- EXERCISE AIM
Please return every line of the records that contains the word "tables".
# # #
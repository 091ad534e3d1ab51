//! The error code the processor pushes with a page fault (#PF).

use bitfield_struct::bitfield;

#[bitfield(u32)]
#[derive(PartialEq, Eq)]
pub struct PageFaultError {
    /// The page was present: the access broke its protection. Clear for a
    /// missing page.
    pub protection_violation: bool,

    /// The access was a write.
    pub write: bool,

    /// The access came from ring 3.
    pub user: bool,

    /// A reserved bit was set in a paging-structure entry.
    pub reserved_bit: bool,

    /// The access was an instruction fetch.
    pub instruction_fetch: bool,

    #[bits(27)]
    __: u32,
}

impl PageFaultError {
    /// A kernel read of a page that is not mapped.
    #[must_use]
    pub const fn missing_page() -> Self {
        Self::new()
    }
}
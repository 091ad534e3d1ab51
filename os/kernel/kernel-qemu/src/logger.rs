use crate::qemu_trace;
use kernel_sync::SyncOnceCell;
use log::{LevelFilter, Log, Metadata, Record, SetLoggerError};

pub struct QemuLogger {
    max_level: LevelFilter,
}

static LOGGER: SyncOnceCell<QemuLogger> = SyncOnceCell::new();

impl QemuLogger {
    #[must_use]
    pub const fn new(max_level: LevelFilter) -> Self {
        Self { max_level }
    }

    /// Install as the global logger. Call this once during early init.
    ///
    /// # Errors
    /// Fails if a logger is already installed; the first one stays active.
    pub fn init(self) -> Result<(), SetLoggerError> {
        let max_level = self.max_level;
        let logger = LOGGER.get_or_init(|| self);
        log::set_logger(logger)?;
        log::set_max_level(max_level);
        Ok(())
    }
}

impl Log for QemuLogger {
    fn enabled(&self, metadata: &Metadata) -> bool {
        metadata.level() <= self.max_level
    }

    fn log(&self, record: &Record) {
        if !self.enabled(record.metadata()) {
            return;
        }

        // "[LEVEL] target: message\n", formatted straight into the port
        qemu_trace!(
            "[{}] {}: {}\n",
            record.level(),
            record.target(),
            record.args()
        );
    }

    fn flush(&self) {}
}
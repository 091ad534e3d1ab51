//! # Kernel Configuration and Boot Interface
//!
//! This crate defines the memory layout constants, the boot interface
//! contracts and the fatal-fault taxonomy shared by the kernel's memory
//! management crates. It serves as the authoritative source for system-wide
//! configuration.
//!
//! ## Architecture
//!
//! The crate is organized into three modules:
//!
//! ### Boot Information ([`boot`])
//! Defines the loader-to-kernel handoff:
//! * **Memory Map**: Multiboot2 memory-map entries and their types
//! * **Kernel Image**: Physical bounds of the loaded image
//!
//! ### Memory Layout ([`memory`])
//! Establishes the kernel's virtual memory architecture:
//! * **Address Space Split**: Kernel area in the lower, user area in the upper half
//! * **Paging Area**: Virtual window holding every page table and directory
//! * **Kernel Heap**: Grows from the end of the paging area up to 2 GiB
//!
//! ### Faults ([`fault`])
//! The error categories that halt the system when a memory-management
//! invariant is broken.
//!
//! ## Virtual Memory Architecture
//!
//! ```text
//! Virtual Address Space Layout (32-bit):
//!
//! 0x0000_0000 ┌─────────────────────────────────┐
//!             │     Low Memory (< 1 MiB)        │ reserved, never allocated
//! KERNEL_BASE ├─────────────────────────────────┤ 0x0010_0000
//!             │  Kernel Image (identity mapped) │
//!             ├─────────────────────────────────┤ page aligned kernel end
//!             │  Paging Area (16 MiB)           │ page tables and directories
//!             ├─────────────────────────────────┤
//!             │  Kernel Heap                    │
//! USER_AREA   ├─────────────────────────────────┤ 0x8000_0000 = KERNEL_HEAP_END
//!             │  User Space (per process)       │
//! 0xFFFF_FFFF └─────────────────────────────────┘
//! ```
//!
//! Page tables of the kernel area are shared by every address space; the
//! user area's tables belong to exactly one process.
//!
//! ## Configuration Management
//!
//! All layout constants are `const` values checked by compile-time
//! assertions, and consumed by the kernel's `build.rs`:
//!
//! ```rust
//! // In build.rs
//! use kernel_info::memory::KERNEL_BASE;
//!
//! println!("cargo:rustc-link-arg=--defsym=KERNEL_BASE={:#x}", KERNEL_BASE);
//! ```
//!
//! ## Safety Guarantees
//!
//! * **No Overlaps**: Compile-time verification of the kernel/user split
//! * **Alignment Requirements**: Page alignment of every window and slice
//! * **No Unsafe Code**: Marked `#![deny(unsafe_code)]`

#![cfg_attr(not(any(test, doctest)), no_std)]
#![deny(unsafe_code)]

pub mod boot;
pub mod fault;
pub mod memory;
# # #
- EXPECTED OUTPUT
//!             │  Paging Area (16 MiB)           │ page tables and directories
//! Page tables of the kernel area are shared by every address space; the
//! user area's tables belong to exactly one process.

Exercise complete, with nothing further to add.